Windows Phone 8 ‘Apollo’ to bring NFC, Skype integration and easier porting of apps

Windows Phone 8 ‘Apollo’ to bring NFC, Skype integration and easier porting of apps

A trove of details about Microsoft’s next version of Windows Phone, code-named Apollo, have been revealed thanks to an internal video for partners uncovered by Pocketnow. The specifics of what is now called Windows Phone 8 are extensive and include deep integration with Skype and Windows 8.

The video extensively covers the new features that users and developers can expect to enjoy, including access to four screen resolutions and multi-core processors. This will greatly add to hardware diversity, once the next round of Windows Phone handsets are released.

There was also mention of Near Field Communication support for mobile payments and removable microSD storage. There will also be much more aggressive steps taken to mitigate data consumption issues for heavy users, with the OS actively attempting to give Wi-Fi connections precedence and Bing maps listing hotspot locations directly. This feature will be called ‘DataSmart.’ There will also be a better breakdown and tracking of data usage right on the device, via a Live Tile.

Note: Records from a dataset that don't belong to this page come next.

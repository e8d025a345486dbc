//! Encrypt-on-write facade over a [`ConfigStore`].

// self
use crate::{
	_prelude::*,
	auth::{ConfigId, Issuer},
	cipher::{CipherService, EncryptedJson},
	context::CallContext,
	error::{ConflictError, NotFoundError},
	provider::{ClientConfig, OidcSpec},
	store::{ClientConfigRecord, ConfigStore, StoreError},
};

/// Bridges validated client configs and the row store.
///
/// The configured [`CipherService`] is used to encrypt every write; reads return raw records and
/// leave decryption to the caller.
#[derive(Clone)]
pub struct EncryptedConfigStore {
	store: Arc<dyn ConfigStore>,
	cipher: CipherService,
}
impl EncryptedConfigStore {
	/// Wraps a row store with the cipher used for new rows.
	pub fn new(store: Arc<dyn ConfigStore>, cipher: CipherService) -> Self {
		Self { store, cipher }
	}

	/// Cipher used for writes, also able to decrypt rows written under retired keys.
	pub fn cipher(&self) -> &CipherService {
		&self.cipher
	}

	/// Validates, encrypts, and writes a new config row.
	pub async fn create(
		&self,
		ctx: &CallContext,
		id: ConfigId,
		issuer: Issuer,
		spec: OidcSpec,
	) -> Result<ClientConfigRecord> {
		let config = ClientConfig::from_spec(id, issuer, spec)?;

		self.create_from_config(ctx, &config).await
	}

	/// Encrypts and writes an already validated config.
	pub async fn create_from_config(
		&self,
		ctx: &CallContext,
		config: &ClientConfig,
	) -> Result<ClientConfigRecord> {
		let data = EncryptedJson::encrypt(&config.spec(), &self.cipher)?;

		ctx.bound("config store", async {
			self.store
				.insert(config.id.clone(), config.issuer.clone(), data)
				.await
				.map_err(map_store_error)
		})
		.await
	}

	/// Fetches the active row with the provided id.
	pub async fn get_by_id(&self, ctx: &CallContext, id: &ConfigId) -> Result<ClientConfigRecord> {
		let row = ctx
			.bound("config store", async { Ok(self.store.get_by_id(id).await?) })
			.await?;

		row.ok_or_else(|| NotFoundError::ConfigId { id: id.to_string() }.into())
	}

	/// Lists active rows without decrypting them.
	pub async fn list_active(&self, ctx: &CallContext) -> Result<Vec<ClientConfigRecord>> {
		ctx.bound("config store", async { Ok(self.store.list_active().await?) }).await
	}

	/// Fetches and decrypts the active config with the provided id.
	pub async fn load_config(&self, ctx: &CallContext, id: &ConfigId) -> Result<ClientConfig> {
		self.get_by_id(ctx, id).await?.into_client_config(&self.cipher)
	}
}
impl Debug for EncryptedConfigStore {
	fn fmt(&self, f: &mut Formatter) -> FmtResult {
		f.debug_struct("EncryptedConfigStore").field("cipher", &self.cipher).finish_non_exhaustive()
	}
}

fn map_store_error(e: StoreError) -> Error {
	match e {
		StoreError::DuplicateId { id } => ConflictError::DuplicateId { id: id.to_string() }.into(),
		StoreError::DuplicateIssuer { issuer, owner } =>
			ConflictError::IssuerTaken { issuer: issuer.to_string(), owner }.into(),
		e => e.into(),
	}
}

#[cfg(test)]
mod tests {
	// self
	use super::*;
	use crate::{
		_preludet::{TEST_KEY_MATERIAL, config_id, issuer, test_cipher},
		cipher::{CipherKey, CipherKeySet},
		error::ErrorKind,
		provider::{OAuth2Params, VerifierParams},
		store::MemoryStore,
	};

	fn spec(client_id: &str) -> OidcSpec {
		let url = |value: &str| Url::parse(value).expect("URL fixture should parse.");

		OidcSpec {
			oauth2: OAuth2Params {
				client_id: client_id.into(),
				client_secret: "top-secret".into(),
				authorization_endpoint: url("https://accounts.google.com/o/oauth2/v2/auth"),
				token_endpoint: url("https://oauth2.googleapis.com/token"),
				redirect_uri: url("https://app.example.com/iam/oidc/callback"),
				scopes: Default::default(),
				client_auth_method: Default::default(),
				scope_delimiter: ' ',
			},
			verifier: VerifierParams::default(),
		}
	}

	fn store() -> (EncryptedConfigStore, Arc<MemoryStore>) {
		let rows = Arc::new(MemoryStore::default());

		(EncryptedConfigStore::new(rows.clone(), test_cipher()), rows)
	}

	#[tokio::test]
	async fn create_assigns_timestamp_and_encrypts_payload() {
		let (store, _) = store();
		let ctx = CallContext::new();
		let before = OffsetDateTime::now_utc();
		let record = store
			.create(&ctx, config_id("google-1"), issuer("https://accounts.google.com"), spec("abc"))
			.await
			.expect("Create should succeed.");

		assert!(record.last_modified >= before);
		assert!(!record.deleted);
		assert!(!record.data.envelope().to_json().contains("top-secret"));

		let fetched = store.get_by_id(&ctx, &record.id).await.expect("Row should be found.");

		assert_eq!(fetched, record);
		assert_eq!(
			fetched.decrypt_spec(store.cipher()).expect("Row should decrypt."),
			spec("abc")
		);
	}

	#[tokio::test]
	async fn invalid_spec_is_rejected_before_writing() {
		let (store, rows) = store();
		let mut invalid = spec("abc");

		invalid.oauth2.client_id.clear();

		let err = store
			.create(&CallContext::new(), config_id("bad"), issuer("https://bad.example"), invalid)
			.await
			.expect_err("Empty client id must be rejected.");

		assert_eq!(err.kind(), ErrorKind::Validation);
		assert!(rows.list_active().await.expect("Listing should succeed.").is_empty());
	}

	#[tokio::test]
	async fn soft_deleted_rows_are_invisible() {
		let (store, rows) = store();
		let ctx = CallContext::new();
		let id = config_id("google-1");

		store
			.create(&ctx, id.clone(), issuer("https://accounts.google.com"), spec("abc"))
			.await
			.expect("Create should succeed.");

		assert!(rows.mark_deleted(&id).await.expect("Soft delete should succeed."));

		let err = store.get_by_id(&ctx, &id).await.expect_err("Deleted row must be hidden.");

		assert!(matches!(err, Error::NotFound(NotFoundError::ConfigId { .. })));
		assert!(store.list_active(&ctx).await.expect("Listing should succeed.").is_empty());

		// The issuer becomes available again once its owner is deleted.
		store
			.create(&ctx, config_id("google-2"), issuer("https://accounts.google.com"), spec("xyz"))
			.await
			.expect("Issuer of a deleted row should be reusable.");
	}

	#[tokio::test]
	async fn uniqueness_violations_are_conflicts() {
		let (store, _) = store();
		let ctx = CallContext::new();

		store
			.create(&ctx, config_id("google-1"), issuer("https://accounts.google.com"), spec("abc"))
			.await
			.expect("Create should succeed.");

		let err = store
			.create(&ctx, config_id("google-1"), issuer("https://other.example"), spec("abc"))
			.await
			.expect_err("Duplicate id must be rejected.");

		assert!(matches!(err, Error::Conflict(ConflictError::DuplicateId { .. })));

		let err = store
			.create(&ctx, config_id("google-2"), issuer("https://accounts.google.com"), spec("abc"))
			.await
			.expect_err("Duplicate issuer must be rejected.");

		assert!(matches!(
			err,
			Error::Conflict(ConflictError::IssuerTaken { ref owner, .. }) if owner.as_str() == "google-1"
		));
	}

	#[tokio::test]
	async fn rows_written_before_rotation_stay_readable() {
		let (store, rows) = store();
		let ctx = CallContext::new();

		store
			.create(&ctx, config_id("google-1"), issuer("https://accounts.google.com"), spec("abc"))
			.await
			.expect("Create should succeed.");

		let v1 = CipherKey::new("default", 1, *TEST_KEY_MATERIAL)
			.expect("Key fixture should be valid.");
		let v2 = CipherKey::new("default", 2, [7; 32]).expect("Key fixture should be valid.");
		let rotated = CipherKeySet::new([v1, v2], ("default", 2)).expect("Key set should build.");
		let rotated = EncryptedConfigStore::new(rows, CipherService::new(rotated));
		let config = rotated
			.load_config(&ctx, &config_id("google-1"))
			.await
			.expect("Old row should decrypt after rotation.");

		assert_eq!(config.oauth2.client_id, "abc");

		let record = rotated
			.create(&ctx, config_id("okta-1"), issuer("https://okta.example"), spec("def"))
			.await
			.expect("Create should succeed.");

		assert_eq!(record.data.envelope().key_metadata.version, 2);
	}
}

One detail that excites us quite a bit is that Microsoft will be taking application interoperability much more seriously, allowing data and features to be shared between applications. Attention is also being given to making it easy to port code from other platforms like iOS and Android. Support for native code will make that possible.

The Skype integration is said to be done at a very low-level, with VOIP calls being made just like a regular phone call and applications being given access to the API. This could give Windows Phone a leg up among the tens of millions of Skype users around the world. Also, this is likely why Microsoft is working to mitigate data usage, as Skype hardly sips.

Windows 8 integration is obviously also a huge priority for Microsoft with the new OS, and it will focus on allowing developers to re-use code from Windows 8 applications when porting them to the mobile OS. There will also be a new syncing client based on ActiveSync, rather than using the Zune software to do so. Zune, it seems, will eventually die after all. TNW mourns the end of the Zune desktop client that now seems inevitable.

Pocket Now has a more extensive report on the new features revealed by the video, including encryption support and more. Windows Phone 8 sounds like it’s shaping up pretty well so far, we’re excited to get our hands on it installed on some higher-res hardware. We’re already imagining it running on the already great Windows Phone 8.